Saved data entries:
───

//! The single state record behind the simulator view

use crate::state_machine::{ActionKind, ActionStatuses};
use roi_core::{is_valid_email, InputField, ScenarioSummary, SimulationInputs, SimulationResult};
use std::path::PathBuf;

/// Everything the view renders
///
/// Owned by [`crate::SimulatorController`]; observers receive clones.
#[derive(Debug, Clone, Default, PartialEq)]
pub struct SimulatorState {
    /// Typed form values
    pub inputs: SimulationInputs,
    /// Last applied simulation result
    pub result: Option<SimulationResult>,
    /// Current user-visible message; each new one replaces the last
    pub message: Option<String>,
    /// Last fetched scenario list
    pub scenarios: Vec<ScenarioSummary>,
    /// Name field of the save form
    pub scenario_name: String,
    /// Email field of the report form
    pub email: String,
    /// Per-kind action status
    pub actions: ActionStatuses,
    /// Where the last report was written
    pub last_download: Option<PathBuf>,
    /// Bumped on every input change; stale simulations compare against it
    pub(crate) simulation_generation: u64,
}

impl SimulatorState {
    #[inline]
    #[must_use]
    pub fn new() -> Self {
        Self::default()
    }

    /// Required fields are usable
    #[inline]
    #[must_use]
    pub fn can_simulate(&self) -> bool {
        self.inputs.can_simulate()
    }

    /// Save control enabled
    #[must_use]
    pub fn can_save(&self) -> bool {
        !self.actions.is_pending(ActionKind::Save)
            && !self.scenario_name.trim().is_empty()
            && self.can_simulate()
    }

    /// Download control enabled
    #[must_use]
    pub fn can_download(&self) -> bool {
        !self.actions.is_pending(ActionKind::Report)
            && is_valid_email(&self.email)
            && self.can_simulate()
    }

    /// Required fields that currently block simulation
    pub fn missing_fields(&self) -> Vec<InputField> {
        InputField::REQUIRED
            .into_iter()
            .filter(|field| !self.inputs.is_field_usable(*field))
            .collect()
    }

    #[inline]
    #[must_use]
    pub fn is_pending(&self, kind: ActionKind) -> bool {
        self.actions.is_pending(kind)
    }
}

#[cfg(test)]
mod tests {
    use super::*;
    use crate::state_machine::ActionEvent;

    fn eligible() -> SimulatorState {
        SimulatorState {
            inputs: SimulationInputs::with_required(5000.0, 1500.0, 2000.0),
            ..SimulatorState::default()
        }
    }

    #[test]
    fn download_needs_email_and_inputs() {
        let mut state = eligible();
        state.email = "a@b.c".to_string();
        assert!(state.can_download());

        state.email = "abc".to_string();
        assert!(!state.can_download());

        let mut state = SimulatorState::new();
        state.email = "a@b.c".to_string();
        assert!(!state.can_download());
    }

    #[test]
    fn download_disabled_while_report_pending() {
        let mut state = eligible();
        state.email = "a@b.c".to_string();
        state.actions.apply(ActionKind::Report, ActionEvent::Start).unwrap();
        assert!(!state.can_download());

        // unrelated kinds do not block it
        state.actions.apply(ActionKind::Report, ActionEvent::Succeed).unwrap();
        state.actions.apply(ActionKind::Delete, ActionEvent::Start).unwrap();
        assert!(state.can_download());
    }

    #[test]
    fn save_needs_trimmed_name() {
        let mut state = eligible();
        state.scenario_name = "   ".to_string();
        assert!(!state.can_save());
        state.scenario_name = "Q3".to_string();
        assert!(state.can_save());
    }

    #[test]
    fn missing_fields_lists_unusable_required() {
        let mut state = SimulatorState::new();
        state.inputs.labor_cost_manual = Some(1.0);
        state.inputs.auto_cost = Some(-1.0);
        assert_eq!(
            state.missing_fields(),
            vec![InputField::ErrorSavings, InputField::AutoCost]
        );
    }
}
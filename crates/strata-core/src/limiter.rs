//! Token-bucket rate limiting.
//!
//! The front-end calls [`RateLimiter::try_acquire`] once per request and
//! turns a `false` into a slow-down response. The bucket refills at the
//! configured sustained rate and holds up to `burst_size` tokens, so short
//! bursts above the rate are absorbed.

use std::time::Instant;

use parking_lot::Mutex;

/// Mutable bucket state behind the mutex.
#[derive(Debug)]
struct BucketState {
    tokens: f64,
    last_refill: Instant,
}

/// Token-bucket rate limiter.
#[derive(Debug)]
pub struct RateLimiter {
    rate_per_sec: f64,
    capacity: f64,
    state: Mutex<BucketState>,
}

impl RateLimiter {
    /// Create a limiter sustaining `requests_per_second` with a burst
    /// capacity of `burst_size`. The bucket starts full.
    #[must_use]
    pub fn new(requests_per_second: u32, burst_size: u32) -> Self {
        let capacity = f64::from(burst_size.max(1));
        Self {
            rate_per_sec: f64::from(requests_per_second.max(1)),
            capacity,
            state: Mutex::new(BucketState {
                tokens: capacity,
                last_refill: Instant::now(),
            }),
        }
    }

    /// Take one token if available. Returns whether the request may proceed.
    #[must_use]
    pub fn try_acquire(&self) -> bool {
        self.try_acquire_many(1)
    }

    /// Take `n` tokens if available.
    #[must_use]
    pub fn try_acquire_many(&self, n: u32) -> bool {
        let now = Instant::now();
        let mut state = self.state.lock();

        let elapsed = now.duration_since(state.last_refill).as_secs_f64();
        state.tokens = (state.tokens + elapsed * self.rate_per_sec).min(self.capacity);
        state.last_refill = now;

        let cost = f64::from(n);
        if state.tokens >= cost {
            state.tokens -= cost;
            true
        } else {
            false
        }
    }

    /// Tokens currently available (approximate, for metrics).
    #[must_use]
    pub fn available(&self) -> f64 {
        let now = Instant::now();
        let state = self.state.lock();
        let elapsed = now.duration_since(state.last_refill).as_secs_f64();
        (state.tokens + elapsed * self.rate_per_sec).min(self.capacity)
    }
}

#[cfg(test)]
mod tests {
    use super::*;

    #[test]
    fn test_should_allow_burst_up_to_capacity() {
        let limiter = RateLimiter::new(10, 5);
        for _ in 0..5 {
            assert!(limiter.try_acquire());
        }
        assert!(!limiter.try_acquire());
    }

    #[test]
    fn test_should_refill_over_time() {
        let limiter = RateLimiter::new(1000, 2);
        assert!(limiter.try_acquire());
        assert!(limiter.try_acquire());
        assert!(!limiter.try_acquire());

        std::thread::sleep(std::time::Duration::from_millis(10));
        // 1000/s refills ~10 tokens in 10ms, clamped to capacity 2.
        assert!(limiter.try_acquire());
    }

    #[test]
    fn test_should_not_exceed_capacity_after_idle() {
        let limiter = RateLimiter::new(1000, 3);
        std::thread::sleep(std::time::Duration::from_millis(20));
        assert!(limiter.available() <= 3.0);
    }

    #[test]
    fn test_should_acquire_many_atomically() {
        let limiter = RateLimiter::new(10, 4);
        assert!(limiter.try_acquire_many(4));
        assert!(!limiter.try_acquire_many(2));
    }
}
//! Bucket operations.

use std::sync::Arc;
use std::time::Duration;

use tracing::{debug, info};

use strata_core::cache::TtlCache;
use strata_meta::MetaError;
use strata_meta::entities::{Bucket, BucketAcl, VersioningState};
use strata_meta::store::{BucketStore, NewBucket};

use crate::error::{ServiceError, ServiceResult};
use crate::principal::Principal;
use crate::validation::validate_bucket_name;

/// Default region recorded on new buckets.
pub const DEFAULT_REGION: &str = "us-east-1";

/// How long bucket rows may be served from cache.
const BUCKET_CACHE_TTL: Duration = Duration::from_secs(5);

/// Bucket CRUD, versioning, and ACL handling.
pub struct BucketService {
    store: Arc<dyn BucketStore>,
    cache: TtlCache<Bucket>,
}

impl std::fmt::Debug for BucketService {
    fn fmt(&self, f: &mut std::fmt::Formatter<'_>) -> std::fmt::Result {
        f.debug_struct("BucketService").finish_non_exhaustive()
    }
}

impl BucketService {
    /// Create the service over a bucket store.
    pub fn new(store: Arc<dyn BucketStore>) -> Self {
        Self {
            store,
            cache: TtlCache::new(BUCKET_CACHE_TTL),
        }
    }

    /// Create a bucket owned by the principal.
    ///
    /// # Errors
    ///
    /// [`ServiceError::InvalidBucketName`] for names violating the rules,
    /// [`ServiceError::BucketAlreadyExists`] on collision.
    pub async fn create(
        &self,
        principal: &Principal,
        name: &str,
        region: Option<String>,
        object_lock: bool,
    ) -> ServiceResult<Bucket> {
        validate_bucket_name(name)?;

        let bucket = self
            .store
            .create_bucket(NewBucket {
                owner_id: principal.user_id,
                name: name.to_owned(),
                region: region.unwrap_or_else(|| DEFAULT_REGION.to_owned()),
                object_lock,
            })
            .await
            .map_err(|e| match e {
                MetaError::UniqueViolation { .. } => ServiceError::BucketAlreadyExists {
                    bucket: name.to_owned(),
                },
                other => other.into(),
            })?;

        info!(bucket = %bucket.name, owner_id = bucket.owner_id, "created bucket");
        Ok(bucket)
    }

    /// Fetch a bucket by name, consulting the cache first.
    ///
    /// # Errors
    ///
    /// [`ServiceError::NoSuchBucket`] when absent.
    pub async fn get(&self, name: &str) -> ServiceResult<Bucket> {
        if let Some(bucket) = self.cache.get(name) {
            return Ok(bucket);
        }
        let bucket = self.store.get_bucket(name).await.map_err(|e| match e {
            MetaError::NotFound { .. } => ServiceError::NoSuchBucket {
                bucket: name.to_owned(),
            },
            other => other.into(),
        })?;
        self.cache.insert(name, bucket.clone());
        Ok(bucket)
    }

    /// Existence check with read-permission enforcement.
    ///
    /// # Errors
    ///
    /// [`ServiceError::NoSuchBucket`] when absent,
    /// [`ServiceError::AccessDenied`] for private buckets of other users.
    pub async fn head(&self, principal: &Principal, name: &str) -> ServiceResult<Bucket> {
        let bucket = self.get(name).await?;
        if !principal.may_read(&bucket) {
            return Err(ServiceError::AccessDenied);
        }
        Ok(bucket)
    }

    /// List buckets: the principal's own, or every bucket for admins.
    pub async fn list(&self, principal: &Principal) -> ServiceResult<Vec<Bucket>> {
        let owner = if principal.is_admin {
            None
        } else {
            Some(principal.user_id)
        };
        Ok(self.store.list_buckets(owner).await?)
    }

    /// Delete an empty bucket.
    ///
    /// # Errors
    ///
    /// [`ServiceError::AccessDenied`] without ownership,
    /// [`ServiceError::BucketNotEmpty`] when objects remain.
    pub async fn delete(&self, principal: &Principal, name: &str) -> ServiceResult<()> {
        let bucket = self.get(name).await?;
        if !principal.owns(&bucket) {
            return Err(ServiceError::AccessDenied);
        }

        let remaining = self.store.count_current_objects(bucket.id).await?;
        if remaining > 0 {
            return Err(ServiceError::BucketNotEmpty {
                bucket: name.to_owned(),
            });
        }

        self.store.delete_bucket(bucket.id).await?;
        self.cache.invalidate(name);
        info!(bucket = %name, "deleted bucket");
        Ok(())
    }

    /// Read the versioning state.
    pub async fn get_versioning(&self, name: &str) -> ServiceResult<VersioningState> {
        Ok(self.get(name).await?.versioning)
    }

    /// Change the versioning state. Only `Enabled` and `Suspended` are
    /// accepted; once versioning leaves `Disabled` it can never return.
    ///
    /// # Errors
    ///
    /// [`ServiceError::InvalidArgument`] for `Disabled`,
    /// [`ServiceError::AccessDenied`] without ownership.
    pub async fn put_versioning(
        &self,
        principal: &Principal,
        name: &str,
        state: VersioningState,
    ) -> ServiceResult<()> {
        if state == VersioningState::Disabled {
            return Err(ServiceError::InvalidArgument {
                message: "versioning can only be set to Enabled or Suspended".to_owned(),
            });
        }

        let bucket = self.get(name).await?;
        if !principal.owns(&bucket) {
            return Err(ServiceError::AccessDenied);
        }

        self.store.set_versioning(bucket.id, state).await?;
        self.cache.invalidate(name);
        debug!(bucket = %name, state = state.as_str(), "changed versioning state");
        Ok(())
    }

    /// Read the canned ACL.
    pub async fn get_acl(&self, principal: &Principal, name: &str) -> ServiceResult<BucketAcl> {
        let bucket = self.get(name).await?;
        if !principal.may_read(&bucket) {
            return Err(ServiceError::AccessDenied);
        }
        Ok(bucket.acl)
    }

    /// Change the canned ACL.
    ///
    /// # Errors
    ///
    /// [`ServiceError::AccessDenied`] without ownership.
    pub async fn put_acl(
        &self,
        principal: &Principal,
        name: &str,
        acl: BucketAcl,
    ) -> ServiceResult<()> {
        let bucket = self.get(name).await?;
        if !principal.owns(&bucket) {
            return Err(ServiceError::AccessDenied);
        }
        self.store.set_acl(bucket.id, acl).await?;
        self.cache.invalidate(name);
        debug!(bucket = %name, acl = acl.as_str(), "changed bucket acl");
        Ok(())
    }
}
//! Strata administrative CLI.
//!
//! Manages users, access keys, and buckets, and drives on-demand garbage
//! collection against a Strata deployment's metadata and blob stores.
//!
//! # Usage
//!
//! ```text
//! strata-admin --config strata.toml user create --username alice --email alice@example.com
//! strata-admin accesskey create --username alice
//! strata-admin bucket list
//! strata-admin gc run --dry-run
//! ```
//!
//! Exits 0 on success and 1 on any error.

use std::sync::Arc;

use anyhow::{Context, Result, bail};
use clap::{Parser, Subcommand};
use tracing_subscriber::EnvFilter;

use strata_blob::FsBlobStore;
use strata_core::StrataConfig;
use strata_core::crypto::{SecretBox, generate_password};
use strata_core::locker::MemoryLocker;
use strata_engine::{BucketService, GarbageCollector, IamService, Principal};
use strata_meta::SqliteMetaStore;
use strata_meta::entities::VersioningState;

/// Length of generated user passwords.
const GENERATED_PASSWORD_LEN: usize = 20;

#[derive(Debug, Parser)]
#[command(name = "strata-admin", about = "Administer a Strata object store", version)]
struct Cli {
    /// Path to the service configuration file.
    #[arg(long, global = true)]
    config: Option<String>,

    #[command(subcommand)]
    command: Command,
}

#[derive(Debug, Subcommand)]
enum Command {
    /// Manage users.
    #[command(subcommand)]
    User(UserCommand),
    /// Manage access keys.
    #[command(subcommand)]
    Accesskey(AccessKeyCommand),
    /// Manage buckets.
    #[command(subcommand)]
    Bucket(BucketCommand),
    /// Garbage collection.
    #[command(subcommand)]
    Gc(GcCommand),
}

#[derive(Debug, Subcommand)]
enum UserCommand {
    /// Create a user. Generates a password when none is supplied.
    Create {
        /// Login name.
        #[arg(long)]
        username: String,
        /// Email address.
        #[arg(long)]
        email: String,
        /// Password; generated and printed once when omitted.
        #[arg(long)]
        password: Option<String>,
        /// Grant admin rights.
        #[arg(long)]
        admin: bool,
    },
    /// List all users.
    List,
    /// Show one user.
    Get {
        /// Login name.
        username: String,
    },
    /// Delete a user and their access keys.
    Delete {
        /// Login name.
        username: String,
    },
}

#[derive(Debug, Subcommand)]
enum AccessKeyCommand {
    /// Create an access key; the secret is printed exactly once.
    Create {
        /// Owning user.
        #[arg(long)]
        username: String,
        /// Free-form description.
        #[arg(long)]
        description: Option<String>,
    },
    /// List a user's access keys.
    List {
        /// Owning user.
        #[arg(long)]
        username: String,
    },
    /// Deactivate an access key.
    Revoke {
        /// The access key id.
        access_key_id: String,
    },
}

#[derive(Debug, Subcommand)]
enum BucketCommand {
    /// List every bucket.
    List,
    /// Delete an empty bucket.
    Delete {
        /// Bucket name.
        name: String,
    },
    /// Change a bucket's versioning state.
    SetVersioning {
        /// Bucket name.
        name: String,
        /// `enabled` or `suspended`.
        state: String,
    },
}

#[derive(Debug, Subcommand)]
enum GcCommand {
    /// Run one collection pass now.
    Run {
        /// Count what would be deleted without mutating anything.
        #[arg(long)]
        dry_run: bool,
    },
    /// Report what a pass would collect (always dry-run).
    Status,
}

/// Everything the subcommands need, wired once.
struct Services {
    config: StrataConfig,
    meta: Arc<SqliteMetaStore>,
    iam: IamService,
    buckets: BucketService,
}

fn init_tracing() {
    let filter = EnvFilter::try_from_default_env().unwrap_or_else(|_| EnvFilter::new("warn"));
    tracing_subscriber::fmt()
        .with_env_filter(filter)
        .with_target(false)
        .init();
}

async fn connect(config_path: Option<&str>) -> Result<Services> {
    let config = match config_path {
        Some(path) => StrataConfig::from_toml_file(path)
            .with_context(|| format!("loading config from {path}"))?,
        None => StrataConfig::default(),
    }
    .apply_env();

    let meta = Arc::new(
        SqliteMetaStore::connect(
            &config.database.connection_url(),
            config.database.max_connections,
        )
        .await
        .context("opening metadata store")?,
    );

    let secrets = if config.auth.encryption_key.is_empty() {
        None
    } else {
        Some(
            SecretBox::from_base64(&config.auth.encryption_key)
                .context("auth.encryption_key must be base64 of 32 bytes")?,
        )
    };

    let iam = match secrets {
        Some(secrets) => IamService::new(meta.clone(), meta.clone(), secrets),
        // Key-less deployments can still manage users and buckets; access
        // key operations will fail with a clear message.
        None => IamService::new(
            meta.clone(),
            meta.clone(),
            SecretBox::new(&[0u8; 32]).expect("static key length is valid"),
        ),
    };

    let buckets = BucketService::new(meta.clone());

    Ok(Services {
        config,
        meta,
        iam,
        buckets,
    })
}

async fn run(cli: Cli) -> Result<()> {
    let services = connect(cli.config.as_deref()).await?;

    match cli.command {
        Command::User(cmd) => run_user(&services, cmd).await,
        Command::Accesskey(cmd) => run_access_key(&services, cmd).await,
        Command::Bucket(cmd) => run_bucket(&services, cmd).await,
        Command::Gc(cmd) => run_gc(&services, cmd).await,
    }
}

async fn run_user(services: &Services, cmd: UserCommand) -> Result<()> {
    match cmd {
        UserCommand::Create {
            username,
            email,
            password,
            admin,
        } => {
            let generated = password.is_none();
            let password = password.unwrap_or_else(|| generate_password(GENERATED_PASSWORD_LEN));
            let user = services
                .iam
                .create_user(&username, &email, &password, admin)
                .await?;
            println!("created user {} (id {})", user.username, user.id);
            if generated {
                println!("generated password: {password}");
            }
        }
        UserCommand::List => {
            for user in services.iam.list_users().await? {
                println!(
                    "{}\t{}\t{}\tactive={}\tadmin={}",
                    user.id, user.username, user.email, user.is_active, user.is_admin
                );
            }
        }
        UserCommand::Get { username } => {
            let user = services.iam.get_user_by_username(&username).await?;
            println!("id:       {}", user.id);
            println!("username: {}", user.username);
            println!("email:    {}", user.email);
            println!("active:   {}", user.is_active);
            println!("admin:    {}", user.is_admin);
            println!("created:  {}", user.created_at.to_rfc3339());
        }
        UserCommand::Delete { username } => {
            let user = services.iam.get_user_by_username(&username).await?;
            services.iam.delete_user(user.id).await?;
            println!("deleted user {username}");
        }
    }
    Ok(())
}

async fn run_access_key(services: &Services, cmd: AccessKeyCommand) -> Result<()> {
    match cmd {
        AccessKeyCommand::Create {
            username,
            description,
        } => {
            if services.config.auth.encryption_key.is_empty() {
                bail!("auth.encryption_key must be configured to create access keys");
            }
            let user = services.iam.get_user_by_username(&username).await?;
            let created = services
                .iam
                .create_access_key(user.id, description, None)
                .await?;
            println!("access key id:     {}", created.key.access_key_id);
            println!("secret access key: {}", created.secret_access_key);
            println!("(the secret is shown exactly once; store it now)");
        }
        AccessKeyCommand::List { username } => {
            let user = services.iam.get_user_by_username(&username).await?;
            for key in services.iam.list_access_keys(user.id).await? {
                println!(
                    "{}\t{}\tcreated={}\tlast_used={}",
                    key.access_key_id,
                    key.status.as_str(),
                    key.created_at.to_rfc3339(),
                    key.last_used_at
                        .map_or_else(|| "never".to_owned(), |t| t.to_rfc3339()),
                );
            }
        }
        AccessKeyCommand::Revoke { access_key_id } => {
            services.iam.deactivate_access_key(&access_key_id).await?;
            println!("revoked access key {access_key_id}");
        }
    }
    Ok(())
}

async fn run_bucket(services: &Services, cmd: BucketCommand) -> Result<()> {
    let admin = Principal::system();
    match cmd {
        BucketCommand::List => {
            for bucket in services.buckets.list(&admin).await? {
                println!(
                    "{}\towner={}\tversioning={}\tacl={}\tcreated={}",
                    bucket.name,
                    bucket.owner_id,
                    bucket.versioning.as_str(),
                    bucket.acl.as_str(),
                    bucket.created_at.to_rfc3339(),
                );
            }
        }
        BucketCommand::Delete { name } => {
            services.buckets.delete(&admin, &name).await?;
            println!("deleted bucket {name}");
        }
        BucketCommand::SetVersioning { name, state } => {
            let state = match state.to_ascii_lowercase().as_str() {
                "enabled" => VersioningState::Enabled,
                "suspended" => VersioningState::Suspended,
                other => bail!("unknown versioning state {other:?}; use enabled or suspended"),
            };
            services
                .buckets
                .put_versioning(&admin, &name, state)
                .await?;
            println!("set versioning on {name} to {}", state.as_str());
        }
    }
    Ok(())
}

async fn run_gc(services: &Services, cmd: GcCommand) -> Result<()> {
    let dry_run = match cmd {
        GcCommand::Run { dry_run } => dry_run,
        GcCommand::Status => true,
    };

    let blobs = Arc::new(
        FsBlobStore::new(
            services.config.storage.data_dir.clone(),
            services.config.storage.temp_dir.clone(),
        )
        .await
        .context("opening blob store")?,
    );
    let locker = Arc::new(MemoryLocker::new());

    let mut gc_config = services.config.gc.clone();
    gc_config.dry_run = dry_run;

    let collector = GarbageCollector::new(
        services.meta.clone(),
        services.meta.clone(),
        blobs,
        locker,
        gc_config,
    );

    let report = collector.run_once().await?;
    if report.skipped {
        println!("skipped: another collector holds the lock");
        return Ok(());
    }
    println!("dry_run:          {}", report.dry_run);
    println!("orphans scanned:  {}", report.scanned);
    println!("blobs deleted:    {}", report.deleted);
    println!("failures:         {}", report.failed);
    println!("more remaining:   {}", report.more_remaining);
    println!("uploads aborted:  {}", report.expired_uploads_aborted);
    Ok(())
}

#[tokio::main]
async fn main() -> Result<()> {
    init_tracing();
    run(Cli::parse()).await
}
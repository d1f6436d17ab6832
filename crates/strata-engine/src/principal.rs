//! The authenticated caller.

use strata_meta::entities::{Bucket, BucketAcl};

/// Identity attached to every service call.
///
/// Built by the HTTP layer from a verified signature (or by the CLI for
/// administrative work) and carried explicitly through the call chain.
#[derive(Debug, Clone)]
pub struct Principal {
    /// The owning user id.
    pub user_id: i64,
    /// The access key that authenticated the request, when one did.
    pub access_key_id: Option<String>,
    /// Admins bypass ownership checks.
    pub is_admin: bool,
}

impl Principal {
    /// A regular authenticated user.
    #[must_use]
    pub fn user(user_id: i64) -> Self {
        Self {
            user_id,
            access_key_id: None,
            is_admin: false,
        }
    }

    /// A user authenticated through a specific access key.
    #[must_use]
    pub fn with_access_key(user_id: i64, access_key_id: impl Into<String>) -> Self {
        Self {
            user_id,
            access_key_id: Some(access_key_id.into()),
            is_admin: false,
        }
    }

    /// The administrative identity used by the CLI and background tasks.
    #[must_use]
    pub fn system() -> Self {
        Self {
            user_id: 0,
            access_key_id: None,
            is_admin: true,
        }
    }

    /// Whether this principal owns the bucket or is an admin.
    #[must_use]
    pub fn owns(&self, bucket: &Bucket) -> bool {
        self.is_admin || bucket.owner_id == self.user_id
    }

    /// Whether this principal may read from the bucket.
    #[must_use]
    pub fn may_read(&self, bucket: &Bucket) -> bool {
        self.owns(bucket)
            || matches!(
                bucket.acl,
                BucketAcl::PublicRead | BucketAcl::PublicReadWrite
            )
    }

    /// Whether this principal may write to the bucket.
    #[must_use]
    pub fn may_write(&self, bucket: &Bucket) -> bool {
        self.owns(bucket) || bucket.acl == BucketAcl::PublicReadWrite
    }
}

───

*Your goal*.
Which lines of the records above hold the word "through"? Copy each of them.

*Exercise answer*.
/// administrative work) and carried explicitly through the call chain.
    /// A user authenticated through a specific access key.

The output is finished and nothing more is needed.